— ABOUT THIS TASK —
Look through the records below for the line with "filename src/report/mod.rs" and the line with "use chrono::NaiveDate;", then return those lines and all lines between, exactly.

— DATASET ENTRIES —
'''
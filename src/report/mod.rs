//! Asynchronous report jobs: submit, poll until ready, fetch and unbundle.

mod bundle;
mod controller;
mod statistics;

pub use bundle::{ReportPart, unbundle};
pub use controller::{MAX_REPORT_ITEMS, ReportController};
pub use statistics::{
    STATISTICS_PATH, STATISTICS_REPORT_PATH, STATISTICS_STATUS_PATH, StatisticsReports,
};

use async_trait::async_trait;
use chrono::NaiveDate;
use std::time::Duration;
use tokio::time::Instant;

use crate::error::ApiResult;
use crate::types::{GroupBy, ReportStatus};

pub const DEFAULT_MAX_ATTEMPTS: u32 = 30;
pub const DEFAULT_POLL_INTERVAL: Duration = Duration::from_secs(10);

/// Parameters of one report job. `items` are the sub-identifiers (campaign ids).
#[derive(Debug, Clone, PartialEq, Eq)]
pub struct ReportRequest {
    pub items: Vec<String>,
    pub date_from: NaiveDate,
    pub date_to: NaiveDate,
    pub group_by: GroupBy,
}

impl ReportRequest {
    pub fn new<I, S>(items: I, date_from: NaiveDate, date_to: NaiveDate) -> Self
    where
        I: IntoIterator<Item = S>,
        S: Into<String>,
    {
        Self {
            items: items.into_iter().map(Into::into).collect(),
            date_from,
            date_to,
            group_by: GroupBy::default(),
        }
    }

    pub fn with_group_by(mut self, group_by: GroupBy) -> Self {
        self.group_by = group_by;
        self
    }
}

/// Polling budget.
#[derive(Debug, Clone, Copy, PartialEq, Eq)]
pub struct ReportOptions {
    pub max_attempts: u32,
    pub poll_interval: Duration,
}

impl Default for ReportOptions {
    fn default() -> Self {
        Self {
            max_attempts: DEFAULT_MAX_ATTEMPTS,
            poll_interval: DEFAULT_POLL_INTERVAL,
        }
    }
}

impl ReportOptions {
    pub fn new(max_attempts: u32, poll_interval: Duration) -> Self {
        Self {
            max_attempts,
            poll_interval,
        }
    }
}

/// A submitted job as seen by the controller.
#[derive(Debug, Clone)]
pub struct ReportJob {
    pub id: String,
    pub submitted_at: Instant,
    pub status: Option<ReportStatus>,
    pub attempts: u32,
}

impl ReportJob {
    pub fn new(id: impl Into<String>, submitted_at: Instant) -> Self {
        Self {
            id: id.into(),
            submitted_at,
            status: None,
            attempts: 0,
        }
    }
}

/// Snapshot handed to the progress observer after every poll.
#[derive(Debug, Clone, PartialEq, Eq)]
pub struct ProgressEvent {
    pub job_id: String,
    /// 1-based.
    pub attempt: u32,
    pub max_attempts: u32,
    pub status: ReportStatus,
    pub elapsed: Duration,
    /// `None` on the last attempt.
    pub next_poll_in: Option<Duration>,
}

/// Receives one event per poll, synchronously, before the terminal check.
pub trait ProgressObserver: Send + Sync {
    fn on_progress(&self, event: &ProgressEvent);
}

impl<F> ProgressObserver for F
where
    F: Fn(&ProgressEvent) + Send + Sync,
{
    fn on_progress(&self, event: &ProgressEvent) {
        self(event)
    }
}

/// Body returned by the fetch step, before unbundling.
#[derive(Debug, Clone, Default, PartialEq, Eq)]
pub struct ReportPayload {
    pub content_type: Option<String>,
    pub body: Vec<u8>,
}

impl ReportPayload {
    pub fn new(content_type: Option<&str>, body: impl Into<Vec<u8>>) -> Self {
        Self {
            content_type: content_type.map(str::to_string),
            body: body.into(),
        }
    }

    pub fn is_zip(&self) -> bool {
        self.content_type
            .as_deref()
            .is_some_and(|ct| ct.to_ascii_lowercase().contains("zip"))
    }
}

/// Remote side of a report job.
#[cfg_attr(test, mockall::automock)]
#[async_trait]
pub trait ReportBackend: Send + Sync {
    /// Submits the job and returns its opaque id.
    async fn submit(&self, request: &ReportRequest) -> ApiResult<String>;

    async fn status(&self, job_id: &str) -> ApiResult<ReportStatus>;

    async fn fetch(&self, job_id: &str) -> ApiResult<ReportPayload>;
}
'''
'''
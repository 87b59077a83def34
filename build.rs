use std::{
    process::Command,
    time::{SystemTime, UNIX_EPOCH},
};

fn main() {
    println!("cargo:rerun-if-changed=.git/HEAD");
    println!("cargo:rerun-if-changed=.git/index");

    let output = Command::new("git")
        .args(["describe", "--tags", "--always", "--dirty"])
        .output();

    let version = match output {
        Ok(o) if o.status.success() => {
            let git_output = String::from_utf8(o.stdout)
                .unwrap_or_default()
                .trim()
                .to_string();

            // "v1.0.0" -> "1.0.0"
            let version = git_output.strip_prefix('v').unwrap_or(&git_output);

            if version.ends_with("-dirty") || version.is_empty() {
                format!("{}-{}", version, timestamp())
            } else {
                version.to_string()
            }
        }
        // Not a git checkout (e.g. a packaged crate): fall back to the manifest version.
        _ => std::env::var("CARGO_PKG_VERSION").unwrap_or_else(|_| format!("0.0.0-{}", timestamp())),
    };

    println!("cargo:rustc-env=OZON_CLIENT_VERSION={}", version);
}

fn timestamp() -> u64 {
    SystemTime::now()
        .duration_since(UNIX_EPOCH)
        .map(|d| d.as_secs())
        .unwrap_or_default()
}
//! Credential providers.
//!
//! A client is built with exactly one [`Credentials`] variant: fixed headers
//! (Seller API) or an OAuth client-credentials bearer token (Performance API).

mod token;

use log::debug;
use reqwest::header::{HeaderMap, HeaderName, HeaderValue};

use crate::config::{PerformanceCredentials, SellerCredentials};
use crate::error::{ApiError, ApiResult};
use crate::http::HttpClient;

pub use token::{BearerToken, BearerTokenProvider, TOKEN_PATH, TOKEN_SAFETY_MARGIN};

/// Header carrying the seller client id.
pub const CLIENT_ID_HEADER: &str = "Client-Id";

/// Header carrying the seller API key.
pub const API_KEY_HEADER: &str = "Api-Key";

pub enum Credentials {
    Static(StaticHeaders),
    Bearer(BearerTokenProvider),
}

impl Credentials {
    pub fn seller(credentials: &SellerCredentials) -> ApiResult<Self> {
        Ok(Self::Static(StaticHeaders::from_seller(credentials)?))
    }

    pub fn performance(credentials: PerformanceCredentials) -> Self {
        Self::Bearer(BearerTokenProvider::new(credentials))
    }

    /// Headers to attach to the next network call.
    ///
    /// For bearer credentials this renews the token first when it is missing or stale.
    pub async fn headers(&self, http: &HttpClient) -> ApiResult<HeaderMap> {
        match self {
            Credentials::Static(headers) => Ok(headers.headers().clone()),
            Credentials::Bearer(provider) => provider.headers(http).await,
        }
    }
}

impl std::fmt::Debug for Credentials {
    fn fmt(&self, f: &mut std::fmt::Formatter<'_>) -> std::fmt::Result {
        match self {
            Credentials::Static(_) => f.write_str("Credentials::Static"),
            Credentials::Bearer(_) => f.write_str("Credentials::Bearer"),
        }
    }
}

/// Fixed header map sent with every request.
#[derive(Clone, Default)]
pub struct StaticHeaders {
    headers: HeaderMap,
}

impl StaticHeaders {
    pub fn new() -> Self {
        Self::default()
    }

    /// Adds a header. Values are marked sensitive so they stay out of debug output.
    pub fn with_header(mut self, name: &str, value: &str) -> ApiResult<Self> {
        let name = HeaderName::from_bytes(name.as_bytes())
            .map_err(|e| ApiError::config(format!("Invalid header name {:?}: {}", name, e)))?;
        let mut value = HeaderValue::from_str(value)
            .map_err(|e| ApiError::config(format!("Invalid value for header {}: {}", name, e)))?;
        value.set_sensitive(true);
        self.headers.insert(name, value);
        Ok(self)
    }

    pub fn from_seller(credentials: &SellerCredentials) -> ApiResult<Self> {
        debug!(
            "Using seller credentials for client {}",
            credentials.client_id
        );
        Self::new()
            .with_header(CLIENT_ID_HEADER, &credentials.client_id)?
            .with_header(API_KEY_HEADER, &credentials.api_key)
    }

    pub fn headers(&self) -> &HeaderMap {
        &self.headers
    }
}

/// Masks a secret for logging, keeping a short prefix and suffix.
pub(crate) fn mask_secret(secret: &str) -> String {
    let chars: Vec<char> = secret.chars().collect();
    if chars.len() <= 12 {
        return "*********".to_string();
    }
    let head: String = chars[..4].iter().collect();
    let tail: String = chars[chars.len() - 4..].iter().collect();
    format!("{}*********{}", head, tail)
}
'''
— SOLUTION TO THE PROBLEM —
filename src/report/mod.rs
//! Asynchronous report jobs: submit, poll until ready, fetch and unbundle.

mod bundle;
mod controller;
mod statistics;

pub use bundle::{ReportPart, unbundle};
pub use controller::{MAX_REPORT_ITEMS, ReportController};
pub use statistics::{
    STATISTICS_PATH, STATISTICS_REPORT_PATH, STATISTICS_STATUS_PATH, StatisticsReports,
};

use async_trait::async_trait;
use chrono::NaiveDate;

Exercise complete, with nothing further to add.